EXTRACTED INFORMATION.
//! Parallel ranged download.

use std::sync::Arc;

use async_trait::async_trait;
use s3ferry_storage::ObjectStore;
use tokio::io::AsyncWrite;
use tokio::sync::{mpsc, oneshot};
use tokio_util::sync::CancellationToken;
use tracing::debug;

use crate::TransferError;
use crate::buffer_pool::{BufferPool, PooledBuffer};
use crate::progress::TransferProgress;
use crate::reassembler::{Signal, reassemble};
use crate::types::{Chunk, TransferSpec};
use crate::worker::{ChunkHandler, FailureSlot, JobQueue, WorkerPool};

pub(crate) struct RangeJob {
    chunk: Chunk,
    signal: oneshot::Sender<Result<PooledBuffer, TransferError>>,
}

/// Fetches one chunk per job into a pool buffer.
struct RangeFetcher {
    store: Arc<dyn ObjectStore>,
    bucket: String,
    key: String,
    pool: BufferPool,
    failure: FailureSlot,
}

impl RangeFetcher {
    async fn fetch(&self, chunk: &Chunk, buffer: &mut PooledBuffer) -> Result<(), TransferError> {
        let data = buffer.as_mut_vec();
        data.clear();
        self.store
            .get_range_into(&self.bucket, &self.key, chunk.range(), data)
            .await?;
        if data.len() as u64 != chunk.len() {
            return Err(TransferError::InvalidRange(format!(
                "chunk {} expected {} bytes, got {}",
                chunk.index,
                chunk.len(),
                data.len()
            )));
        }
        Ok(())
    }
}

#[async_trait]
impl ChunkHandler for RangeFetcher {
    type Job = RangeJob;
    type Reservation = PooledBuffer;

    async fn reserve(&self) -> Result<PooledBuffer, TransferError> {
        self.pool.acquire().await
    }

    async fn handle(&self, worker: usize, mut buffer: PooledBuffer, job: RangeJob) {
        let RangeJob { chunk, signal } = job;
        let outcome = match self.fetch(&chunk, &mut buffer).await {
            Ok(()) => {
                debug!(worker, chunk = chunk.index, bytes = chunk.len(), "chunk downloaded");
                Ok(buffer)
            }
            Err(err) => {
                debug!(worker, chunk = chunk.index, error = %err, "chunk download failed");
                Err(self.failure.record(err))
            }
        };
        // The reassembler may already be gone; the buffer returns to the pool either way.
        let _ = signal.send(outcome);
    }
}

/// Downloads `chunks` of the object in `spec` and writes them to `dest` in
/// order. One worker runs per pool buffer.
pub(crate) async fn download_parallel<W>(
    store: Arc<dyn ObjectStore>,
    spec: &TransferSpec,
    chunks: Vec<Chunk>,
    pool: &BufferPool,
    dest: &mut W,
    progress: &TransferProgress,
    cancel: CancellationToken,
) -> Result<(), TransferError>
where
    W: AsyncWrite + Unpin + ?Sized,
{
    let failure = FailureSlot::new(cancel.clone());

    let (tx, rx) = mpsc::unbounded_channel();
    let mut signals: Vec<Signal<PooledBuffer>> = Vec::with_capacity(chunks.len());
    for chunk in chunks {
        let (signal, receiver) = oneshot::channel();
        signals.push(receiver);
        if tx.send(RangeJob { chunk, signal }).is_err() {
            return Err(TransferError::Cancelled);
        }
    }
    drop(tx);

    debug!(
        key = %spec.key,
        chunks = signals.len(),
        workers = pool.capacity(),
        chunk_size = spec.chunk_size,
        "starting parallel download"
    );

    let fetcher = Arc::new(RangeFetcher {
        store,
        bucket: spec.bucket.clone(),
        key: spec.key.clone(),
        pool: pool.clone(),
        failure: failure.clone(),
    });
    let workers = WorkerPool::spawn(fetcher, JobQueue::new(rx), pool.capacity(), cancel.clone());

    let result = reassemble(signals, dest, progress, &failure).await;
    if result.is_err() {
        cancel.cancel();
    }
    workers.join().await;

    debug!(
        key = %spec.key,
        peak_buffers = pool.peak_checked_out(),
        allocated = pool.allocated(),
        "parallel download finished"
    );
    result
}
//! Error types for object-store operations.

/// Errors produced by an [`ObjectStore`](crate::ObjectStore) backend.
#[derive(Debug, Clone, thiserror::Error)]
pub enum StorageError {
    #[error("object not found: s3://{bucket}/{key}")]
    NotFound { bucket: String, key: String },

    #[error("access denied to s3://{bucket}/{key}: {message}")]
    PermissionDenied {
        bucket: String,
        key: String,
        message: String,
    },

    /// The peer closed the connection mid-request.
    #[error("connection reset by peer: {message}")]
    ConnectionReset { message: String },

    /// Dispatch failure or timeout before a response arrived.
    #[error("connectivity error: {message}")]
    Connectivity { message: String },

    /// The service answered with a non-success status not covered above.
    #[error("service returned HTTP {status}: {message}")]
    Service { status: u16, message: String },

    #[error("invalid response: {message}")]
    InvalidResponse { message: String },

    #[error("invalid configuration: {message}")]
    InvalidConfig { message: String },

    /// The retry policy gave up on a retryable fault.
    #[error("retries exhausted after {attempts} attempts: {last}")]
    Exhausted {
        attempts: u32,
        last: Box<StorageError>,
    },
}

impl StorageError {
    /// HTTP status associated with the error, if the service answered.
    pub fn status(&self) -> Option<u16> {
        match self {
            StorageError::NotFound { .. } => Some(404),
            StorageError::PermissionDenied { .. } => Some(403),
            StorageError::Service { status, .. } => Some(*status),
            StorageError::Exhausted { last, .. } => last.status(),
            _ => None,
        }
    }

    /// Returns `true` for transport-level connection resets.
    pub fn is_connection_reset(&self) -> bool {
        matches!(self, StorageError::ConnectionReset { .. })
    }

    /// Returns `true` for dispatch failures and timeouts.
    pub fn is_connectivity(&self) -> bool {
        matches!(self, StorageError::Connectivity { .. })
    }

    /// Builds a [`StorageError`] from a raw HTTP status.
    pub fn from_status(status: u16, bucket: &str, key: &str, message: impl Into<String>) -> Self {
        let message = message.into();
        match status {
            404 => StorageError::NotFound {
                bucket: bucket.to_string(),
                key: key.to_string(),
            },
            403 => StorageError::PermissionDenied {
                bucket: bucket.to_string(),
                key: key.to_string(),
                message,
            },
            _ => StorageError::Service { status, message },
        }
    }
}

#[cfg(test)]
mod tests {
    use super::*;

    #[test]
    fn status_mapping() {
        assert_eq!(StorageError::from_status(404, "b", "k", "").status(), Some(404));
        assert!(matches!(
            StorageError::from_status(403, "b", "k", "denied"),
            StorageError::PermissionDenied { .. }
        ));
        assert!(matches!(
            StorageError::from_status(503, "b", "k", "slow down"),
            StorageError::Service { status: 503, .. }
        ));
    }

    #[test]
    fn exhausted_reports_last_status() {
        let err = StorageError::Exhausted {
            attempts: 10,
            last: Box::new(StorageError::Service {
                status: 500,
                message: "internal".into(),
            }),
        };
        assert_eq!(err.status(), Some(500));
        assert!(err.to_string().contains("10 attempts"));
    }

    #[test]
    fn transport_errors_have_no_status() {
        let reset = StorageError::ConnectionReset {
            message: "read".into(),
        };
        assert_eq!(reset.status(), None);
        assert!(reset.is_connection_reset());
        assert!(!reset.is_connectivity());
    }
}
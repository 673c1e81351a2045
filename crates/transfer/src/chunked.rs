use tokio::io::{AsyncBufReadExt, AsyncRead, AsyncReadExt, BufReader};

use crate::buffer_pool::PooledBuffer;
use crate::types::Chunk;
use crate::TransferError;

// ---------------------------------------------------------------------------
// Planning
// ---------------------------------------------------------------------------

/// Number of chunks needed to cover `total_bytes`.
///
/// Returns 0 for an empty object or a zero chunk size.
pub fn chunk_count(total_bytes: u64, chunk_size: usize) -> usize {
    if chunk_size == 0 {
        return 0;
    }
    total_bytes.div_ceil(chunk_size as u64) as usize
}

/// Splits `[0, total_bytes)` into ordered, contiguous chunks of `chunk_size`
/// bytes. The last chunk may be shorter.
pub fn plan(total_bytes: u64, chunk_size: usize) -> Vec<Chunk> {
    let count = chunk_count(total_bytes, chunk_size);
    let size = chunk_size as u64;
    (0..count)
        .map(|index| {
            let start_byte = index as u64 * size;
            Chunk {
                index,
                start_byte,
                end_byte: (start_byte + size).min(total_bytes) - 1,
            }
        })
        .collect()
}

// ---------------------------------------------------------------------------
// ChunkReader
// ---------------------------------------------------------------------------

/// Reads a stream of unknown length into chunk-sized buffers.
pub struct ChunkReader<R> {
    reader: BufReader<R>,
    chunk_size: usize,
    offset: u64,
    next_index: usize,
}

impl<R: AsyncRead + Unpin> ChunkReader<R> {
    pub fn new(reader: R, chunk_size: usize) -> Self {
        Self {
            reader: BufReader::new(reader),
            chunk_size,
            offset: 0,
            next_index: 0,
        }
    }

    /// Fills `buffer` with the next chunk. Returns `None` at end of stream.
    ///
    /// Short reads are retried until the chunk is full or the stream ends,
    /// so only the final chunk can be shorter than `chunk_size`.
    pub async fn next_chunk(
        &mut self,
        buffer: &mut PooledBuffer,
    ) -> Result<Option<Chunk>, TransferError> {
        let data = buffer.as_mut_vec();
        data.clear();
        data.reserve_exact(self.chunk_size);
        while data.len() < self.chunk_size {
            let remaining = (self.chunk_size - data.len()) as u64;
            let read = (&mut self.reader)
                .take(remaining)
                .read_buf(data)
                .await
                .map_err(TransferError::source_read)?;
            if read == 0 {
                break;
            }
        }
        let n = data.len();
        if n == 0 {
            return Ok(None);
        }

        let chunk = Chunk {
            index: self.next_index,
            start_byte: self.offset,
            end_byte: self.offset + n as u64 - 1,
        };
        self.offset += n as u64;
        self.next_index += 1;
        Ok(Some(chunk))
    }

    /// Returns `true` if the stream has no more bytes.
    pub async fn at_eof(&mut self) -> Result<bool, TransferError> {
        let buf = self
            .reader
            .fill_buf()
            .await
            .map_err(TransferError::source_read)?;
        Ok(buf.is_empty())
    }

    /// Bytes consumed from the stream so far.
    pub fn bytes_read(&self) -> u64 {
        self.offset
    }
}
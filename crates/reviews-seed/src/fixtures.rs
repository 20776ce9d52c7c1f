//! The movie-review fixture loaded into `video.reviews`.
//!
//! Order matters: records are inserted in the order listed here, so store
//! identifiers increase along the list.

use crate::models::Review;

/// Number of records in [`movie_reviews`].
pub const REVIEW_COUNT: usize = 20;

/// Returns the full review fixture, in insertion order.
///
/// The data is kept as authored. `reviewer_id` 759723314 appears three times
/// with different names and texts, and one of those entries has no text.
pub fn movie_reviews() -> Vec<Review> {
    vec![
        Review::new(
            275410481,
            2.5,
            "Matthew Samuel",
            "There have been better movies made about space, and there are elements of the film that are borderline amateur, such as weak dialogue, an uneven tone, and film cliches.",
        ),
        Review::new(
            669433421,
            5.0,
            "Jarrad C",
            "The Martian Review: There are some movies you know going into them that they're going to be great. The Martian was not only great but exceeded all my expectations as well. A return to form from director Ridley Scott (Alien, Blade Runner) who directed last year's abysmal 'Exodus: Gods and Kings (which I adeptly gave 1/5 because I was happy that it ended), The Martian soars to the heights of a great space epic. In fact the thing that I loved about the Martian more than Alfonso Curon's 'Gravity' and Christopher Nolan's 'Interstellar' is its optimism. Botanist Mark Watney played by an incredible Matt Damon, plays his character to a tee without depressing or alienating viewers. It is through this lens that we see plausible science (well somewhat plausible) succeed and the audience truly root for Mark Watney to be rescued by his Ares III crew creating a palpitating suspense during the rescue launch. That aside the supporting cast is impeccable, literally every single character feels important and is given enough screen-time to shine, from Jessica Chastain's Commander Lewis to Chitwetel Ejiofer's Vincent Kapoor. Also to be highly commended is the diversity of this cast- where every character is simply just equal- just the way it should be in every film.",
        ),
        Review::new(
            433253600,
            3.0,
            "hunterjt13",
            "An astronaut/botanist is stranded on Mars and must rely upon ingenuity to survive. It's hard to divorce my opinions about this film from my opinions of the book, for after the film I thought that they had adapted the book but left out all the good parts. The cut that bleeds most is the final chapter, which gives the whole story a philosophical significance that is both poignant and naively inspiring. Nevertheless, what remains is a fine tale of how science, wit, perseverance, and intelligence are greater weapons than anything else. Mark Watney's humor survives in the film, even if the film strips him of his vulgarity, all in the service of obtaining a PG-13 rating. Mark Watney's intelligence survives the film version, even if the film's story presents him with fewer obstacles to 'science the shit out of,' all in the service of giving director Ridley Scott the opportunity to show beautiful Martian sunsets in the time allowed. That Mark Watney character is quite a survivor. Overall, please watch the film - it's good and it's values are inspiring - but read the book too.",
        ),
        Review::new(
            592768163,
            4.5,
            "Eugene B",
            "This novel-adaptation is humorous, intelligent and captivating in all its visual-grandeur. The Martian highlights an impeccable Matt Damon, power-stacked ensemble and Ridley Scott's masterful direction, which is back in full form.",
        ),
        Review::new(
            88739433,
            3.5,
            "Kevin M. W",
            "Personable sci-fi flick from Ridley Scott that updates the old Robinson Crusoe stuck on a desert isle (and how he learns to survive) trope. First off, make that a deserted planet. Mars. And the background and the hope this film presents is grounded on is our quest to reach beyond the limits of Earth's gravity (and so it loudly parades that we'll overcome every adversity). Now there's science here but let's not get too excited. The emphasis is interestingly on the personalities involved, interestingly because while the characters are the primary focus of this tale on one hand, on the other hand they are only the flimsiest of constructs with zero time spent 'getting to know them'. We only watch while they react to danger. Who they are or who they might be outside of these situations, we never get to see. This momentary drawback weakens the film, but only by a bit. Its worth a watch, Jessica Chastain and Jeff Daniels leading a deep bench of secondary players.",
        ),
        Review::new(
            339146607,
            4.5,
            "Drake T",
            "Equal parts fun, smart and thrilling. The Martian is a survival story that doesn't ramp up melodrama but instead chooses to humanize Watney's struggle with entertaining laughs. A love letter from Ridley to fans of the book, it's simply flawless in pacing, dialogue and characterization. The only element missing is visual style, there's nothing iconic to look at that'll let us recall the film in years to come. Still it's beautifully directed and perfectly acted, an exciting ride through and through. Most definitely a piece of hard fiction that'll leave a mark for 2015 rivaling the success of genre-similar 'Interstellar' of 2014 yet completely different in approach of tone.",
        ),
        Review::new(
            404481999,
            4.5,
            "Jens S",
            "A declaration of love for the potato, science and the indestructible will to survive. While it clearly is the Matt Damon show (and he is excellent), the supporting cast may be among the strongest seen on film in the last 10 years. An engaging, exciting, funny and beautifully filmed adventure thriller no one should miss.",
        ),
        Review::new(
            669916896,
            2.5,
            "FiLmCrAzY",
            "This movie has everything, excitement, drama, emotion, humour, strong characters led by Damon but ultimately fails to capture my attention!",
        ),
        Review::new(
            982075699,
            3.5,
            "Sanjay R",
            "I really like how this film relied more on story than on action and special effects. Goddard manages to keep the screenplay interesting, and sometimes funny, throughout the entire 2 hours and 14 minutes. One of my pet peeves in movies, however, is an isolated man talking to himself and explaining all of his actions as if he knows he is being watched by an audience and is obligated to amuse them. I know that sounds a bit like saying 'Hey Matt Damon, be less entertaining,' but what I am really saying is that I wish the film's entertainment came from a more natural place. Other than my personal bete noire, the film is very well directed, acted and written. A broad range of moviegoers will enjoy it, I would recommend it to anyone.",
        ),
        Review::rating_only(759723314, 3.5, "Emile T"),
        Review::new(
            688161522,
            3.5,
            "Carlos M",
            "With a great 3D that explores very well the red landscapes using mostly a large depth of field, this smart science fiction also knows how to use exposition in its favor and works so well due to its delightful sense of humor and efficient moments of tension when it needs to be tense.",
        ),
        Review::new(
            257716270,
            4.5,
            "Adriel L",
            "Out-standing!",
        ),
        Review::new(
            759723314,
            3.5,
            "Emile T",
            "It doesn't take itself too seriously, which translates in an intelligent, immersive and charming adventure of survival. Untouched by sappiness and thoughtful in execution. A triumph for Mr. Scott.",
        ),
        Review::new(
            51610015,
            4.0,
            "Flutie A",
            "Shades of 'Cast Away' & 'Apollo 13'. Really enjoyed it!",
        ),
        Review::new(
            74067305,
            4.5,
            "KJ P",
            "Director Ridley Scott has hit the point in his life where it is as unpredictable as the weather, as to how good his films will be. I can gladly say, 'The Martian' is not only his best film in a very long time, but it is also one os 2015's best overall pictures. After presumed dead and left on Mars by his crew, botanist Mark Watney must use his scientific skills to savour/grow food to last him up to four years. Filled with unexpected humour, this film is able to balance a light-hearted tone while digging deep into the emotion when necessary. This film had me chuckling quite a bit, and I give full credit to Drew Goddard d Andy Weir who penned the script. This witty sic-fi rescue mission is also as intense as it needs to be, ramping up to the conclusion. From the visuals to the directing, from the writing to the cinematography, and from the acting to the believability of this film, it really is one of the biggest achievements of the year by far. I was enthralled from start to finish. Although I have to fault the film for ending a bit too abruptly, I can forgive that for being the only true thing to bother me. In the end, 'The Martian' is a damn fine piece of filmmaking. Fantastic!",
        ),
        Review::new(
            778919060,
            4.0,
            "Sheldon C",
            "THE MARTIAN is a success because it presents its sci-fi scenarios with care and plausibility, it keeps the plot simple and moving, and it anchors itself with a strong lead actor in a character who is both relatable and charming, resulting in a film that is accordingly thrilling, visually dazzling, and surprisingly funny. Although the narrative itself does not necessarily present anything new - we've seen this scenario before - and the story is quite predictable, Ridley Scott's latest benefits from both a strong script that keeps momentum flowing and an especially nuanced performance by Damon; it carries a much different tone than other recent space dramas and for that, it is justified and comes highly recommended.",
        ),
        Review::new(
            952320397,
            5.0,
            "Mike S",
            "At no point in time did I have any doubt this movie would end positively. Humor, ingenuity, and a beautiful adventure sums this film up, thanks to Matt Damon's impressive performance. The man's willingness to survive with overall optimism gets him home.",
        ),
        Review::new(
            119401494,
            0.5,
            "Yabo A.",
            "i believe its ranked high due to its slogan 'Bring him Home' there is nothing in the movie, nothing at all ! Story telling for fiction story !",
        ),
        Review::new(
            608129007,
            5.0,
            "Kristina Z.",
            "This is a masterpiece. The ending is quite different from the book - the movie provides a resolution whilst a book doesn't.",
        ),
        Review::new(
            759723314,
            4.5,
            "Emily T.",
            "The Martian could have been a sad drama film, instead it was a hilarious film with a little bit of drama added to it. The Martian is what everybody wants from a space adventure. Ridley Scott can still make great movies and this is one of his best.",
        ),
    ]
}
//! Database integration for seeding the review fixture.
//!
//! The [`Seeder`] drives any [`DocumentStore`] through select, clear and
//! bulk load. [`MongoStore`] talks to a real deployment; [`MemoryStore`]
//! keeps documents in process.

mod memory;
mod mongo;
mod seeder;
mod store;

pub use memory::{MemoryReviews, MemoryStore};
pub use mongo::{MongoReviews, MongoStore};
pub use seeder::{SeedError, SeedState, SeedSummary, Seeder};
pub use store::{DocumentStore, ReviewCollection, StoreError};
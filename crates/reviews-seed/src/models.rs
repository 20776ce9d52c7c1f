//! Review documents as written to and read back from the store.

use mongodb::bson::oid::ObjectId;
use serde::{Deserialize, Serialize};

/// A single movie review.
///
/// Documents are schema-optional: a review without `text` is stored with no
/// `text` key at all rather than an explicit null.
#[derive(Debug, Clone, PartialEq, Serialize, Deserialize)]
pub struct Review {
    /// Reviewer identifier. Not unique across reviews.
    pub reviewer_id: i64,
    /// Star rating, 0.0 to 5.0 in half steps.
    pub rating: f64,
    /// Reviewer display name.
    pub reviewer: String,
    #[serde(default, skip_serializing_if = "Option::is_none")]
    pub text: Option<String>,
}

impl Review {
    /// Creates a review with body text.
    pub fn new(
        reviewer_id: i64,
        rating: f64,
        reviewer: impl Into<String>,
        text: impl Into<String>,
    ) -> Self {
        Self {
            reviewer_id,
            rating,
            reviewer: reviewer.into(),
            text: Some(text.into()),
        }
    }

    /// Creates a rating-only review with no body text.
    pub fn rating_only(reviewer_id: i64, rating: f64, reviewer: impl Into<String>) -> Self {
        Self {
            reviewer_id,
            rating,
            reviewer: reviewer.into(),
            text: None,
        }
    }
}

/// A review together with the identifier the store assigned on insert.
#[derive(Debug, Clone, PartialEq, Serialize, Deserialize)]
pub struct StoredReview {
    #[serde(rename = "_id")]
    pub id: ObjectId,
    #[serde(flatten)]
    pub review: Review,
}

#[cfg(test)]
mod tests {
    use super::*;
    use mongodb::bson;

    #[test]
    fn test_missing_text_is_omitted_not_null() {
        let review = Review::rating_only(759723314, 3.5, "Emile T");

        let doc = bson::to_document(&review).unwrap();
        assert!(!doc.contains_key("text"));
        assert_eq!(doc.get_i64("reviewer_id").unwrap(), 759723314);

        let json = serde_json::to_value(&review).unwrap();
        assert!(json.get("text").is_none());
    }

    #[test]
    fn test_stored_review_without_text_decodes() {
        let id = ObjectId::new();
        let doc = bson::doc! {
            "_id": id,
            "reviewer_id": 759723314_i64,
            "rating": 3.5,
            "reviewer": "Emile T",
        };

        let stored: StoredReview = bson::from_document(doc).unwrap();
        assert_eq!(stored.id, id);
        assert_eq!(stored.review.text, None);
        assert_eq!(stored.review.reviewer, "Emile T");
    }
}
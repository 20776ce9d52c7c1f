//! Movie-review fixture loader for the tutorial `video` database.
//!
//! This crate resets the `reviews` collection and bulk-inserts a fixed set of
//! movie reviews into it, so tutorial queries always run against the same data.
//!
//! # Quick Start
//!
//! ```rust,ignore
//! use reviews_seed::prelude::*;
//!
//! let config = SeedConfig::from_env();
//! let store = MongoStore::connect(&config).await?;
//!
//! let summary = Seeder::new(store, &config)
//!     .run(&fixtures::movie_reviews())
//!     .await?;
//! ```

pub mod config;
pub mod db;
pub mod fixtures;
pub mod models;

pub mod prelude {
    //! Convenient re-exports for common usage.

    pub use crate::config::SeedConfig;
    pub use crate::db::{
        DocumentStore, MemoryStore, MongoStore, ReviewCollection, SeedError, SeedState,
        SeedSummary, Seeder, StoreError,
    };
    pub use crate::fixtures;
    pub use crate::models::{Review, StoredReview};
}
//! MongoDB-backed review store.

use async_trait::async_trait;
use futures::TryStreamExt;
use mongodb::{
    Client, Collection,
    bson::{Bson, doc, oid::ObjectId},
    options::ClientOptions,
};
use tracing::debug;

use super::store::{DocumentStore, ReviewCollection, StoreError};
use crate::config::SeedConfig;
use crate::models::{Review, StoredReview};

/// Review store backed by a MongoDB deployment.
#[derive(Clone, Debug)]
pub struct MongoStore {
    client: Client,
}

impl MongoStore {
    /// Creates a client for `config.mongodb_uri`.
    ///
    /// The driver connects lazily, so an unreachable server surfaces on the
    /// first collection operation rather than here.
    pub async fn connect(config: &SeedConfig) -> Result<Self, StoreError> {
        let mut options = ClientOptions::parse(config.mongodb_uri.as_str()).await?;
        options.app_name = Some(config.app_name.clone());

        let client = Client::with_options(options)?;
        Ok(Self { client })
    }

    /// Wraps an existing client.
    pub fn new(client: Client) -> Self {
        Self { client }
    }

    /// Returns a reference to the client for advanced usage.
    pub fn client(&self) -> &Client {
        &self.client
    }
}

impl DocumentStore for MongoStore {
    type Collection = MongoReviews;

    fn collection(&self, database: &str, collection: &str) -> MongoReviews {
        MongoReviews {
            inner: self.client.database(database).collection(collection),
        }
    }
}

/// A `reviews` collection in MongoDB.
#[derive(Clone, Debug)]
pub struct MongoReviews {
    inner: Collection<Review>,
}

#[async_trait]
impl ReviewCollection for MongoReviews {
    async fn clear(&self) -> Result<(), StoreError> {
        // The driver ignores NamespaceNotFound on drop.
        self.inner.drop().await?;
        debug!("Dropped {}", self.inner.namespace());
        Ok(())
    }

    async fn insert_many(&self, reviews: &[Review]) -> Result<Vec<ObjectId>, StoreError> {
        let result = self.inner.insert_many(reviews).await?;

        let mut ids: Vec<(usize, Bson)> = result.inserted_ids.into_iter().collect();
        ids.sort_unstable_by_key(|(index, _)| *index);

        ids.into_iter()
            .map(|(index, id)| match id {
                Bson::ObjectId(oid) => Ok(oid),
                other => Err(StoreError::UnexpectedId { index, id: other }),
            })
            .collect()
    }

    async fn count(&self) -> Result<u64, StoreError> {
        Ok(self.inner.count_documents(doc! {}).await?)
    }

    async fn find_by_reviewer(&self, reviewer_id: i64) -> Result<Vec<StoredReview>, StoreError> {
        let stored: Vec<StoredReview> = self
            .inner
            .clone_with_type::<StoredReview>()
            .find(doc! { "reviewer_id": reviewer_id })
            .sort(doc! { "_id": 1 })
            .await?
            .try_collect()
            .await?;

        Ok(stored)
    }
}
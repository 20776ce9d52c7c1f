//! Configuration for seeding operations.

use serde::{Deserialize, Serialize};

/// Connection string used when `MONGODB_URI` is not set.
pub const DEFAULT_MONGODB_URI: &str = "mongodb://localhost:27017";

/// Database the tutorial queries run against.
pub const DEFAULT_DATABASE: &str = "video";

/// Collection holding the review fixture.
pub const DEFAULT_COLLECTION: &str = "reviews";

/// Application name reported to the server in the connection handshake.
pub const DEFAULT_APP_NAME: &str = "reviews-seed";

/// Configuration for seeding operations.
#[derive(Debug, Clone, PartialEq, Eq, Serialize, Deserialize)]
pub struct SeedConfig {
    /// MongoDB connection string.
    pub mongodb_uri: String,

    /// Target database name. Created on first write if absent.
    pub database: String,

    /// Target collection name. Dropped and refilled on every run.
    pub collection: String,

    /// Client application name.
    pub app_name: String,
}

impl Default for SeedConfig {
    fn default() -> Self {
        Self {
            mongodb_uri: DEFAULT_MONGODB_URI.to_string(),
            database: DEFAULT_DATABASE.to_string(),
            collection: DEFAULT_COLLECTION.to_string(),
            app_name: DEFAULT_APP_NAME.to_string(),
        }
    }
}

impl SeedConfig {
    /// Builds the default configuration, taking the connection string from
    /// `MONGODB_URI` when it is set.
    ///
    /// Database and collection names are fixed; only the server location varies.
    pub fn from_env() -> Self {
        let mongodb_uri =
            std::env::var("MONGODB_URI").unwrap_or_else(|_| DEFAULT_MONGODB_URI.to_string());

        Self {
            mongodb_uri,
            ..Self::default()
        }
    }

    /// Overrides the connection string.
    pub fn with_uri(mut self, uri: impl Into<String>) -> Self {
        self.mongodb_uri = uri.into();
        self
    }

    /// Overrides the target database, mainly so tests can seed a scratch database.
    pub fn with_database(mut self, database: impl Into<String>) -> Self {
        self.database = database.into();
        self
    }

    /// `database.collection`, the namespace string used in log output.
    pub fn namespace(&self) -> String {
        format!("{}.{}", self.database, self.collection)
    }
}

INSTRUCTIONS TO FOLLOW. Please show all lines from the entries that contain the word "json".

COMPLETED TASK.
        let json = serde_json::to_value(&review).unwrap();
        assert!(json.get("text").is_none());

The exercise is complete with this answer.